- _Task statement_:
Counting task for the data below: how many lines hold the word "InvalidFilterKey"? Answer with the number only.

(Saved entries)
____________________
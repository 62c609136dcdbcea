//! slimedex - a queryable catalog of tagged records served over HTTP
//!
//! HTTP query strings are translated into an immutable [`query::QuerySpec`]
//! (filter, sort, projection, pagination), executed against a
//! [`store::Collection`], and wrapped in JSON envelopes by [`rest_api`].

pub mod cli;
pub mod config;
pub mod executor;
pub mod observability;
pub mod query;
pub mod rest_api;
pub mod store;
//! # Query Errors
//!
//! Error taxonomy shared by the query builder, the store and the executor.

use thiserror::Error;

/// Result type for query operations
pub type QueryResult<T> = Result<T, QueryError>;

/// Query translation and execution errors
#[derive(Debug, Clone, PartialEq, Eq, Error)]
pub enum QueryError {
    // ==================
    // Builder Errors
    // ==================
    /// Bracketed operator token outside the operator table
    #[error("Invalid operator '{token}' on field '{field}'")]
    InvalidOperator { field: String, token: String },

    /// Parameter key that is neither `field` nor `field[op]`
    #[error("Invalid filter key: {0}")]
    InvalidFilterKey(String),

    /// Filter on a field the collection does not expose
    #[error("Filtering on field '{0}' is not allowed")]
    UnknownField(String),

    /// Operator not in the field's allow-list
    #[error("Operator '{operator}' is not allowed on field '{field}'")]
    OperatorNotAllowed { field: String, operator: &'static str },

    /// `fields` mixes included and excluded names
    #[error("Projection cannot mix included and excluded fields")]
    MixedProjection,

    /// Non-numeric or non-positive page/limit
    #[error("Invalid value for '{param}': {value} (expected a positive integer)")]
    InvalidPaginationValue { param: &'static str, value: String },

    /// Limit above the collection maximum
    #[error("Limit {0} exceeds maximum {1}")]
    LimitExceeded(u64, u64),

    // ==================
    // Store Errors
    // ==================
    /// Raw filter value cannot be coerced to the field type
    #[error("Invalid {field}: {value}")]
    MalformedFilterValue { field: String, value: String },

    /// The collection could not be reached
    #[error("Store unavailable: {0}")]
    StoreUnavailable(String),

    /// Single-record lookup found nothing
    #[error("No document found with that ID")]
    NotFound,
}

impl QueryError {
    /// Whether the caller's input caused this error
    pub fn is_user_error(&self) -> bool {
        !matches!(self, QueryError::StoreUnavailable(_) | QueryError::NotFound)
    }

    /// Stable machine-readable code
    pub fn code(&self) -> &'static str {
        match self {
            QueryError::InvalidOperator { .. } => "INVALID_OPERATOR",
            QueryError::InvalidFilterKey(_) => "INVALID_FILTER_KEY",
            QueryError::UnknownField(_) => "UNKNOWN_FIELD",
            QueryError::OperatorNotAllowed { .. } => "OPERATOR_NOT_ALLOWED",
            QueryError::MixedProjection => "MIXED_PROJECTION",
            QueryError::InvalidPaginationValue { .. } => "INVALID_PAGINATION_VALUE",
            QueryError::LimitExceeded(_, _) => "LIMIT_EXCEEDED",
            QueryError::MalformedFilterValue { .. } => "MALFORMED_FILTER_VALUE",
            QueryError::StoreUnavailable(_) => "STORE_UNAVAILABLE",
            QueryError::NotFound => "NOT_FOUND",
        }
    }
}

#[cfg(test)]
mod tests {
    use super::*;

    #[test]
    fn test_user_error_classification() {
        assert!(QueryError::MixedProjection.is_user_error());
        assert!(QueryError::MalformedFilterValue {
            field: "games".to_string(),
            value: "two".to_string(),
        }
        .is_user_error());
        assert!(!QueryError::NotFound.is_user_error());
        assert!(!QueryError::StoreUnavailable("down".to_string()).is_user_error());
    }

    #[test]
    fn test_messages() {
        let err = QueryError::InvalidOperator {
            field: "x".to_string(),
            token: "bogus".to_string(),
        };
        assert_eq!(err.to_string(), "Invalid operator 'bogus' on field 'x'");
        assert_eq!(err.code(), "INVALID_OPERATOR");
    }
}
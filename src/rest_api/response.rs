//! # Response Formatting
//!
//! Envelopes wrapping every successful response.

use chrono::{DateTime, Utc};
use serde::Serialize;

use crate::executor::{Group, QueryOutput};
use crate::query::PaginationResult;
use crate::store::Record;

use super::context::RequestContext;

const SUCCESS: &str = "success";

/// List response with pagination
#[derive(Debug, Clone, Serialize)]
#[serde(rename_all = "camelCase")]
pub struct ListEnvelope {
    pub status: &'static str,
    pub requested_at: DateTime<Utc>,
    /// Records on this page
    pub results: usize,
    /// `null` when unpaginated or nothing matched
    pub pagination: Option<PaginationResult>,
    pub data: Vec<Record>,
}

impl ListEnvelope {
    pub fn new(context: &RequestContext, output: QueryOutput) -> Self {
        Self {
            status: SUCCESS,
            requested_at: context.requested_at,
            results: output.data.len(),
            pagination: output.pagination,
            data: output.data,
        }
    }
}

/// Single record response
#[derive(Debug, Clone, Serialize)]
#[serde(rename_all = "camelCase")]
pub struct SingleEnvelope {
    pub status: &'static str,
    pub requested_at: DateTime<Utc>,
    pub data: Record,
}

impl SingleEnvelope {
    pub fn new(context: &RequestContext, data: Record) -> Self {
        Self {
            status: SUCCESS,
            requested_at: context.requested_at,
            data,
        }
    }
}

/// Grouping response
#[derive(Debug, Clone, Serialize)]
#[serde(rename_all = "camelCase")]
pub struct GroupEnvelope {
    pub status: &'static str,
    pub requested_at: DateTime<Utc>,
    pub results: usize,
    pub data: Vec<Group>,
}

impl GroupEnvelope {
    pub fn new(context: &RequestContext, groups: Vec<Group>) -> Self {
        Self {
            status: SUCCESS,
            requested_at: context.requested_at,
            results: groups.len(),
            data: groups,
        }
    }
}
____________________
- _Answer for the task_:
2